Saturday, July 2, 2011

It's Only Cute When Kids Say The Darndest Things

Have you ever noticed that people say really dumb things when you're in a tragedy?  When Chris and I were struggling through the affair, I was amazed at the things people would say.  They ranged anywhere from being extremely insensitive to making it about themselves.  I've heard similar stories from others.  I have a friend who lost a child to cancer.  Someone remarked in the receiving line at visitation that they knew how she felt -- they had just buried the family pet a week earlier.

I became very critical of others during our difficult time and wrote them off as shallow and uncaring.  I expected many to pull through for me in ways that were probably unfair.  They were trying to help and console the best they knew how.  I learned to have more grace from my friend who lost the child. She commented to me that people just don't know what to say in a tragedy. After what she has dealt with, I'll take her word for it.

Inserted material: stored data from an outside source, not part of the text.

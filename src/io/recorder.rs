//! Recorder: writes every measurement pushed to `Input` to the `file`
//! attribute, one record per line, in the format the player reads back.
//!
//! The file is created (or truncated) when the component is built.

use super::file_attribute;
use crate::config::SubgraphConfig;
use crate::dataflow::{BuildContext, Component, ComponentCore, ComponentFactory, Construct, DataflowResult};
use crate::measurement::codec::write_record;
use crate::measurement::{
    Distance, ErrorPose, ErrorPosition, Matrix3x4f, Payload, Pose, Position, Position2D, Rotation,
};
use parking_lot::Mutex;
use std::fs::File;
use std::io::{BufWriter, Write};
use std::marker::PhantomData;
use std::path::PathBuf;
use std::sync::Arc;

pub(crate) fn register(factory: &mut ComponentFactory) {
    factory.register::<Recorder<Pose>>("PoseRecorder");
    factory.register::<Recorder<ErrorPose>>("ErrorPoseRecorder");
    factory.register::<Recorder<ErrorPosition>>("ErrorPositionRecorder");
    factory.register::<Recorder<Position>>("PositionRecorder");
    factory.register::<Recorder<Position2D>>("Position2Recorder");
    factory.register::<Recorder<Rotation>>("RotationRecorder");
    factory.register::<Recorder<Distance>>("DistanceRecorder");
    factory.register::<Recorder<Vec<Position>>>("PositionListRecorder");
    factory.register::<Recorder<Vec<Position2D>>>("PositionList2Recorder");
    factory.register::<Recorder<Vec<Pose>>>("PoseListRecorder");
    factory.register::<Recorder<Matrix3x4f>>("Matrix3x4Recorder");
}

pub struct Recorder<T> {
    core: ComponentCore,
    path: PathBuf,
    writer: Arc<Mutex<BufWriter<File>>>,
    _payload: PhantomData<fn() -> T>,
}

impl<T> Recorder<T> {
    pub fn path(&self) -> &PathBuf {
        &self.path
    }

    fn flush(&self) {
        if let Err(e) = self.writer.lock().flush() {
            tracing::error!("Could not flush recording {}: {}", self.path.display(), e);
        }
    }
}

impl<T: Payload> Construct for Recorder<T> {
    fn construct(config: &SubgraphConfig, ctx: &BuildContext) -> DataflowResult<Self> {
        let path = file_attribute(config, "Input")?;
        let file = File::create(&path)
            .inspect_err(|e| tracing::error!("Could not open {} for writing: {}", path.display(), e))?;
        let writer = Arc::new(Mutex::new(BufWriter::new(file)));

        let mut core = ComponentCore::new(config, ctx);
        let w = writer.clone();
        core.push_consumer::<T, _>("Input", move |m| write_record(&mut *w.lock(), &m))?;
        tracing::info!("Recording to {}", path.display());
        Ok(Self {
            core,
            path,
            writer,
            _payload: PhantomData,
        })
    }
}

impl<T: Payload> Component for Recorder<T> {
    fn core(&self) -> &ComponentCore {
        &self.core
    }

    fn on_stop(&self) {
        self.flush();
    }
}

impl<T> Drop for Recorder<T> {
    fn drop(&mut self) {
        self.flush();
    }
}

#[cfg(test)]
mod tests {
    use super::*;
    use crate::components::testing::{at, Harness};
    use crate::config::EdgeMode;
    use crate::measurement::codec::read_records;
    use crate::measurement::{Measurement, Timestamp};
    use std::io::BufReader;
    use tempfile::tempdir;

    #[test]
    fn test_records_in_arrival_order() {
        let dir = tempdir().unwrap();
        let path = dir.path().join("track.rec");
        let h = Harness::new();
        let config = SubgraphConfig::new("rec", "PositionRecorder")
            .with_attribute("file", path.display().to_string())
            .with_open_input("Input", EdgeMode::Push);
        let recorder = h.build(&config).unwrap();
        let feed = h.feed::<Position>(recorder.as_ref(), "Input");
        for ms in [10, 20, 30] {
            feed.send(at(ms, Position::new(ms as f64, 0.0, 0.0)));
        }
        recorder.start().unwrap();
        recorder.stop();

        let records: Vec<Measurement<Position>> =
            read_records(BufReader::new(File::open(&path).unwrap())).unwrap();
        let times: Vec<Timestamp> = records.iter().map(Measurement::time).collect();
        assert_eq!(times, vec![Timestamp::from_millis(10), Timestamp::from_millis(20), Timestamp::from_millis(30)]);
        assert_eq!(records[1].value().unwrap().x, 20.0);
    }

    #[test]
    fn test_unwritable_file_fails_build() {
        let dir = tempdir().unwrap();
        let h = Harness::new();
        let config = SubgraphConfig::new("rec", "PoseRecorder")
            .with_attribute("file", dir.path().join("no/such/dir/x.rec").display().to_string());
        assert!(h.build(&config).is_err());
    }
}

If you're in the middle of a tragedy, know that most people aren't really as inconsiderate as they appear; they may be uncomfortable and searching for the right words.  If you are on the other side of tragedy, like me, you may need to look back and show grace to some; you've probably said some pretty awkward things yourself.  And, a good lesson for all of us when dealing with those in tragedy -- it is okay to have no words.  They usually just need a listening ear anyway.

Friday, July 1, 2011

Building the Identity of Girls

One of my goals as a parent is to help instill in my girls their identity in Christ.  It is a struggle, but I don't want to emphasize their abilities or traits over that which only Christ has and will do for them.  At the point in which they begin to look to their intellect, athleticism, talent, beauty, success, weight, race, shame, mistakes, shortcomings, or sin, they will be exalting themselves to a position that those found righteous in Christ do not own.  We have His identity.

This article is beautiful.  It's a sweet story of adoption, but it's also a great reminder of how we shouldn't put our girls' identity in their beauty.  The world often speaks of building the self-worth of our children.  What is gospel-centered building?  Reminding them of who they are because of Him!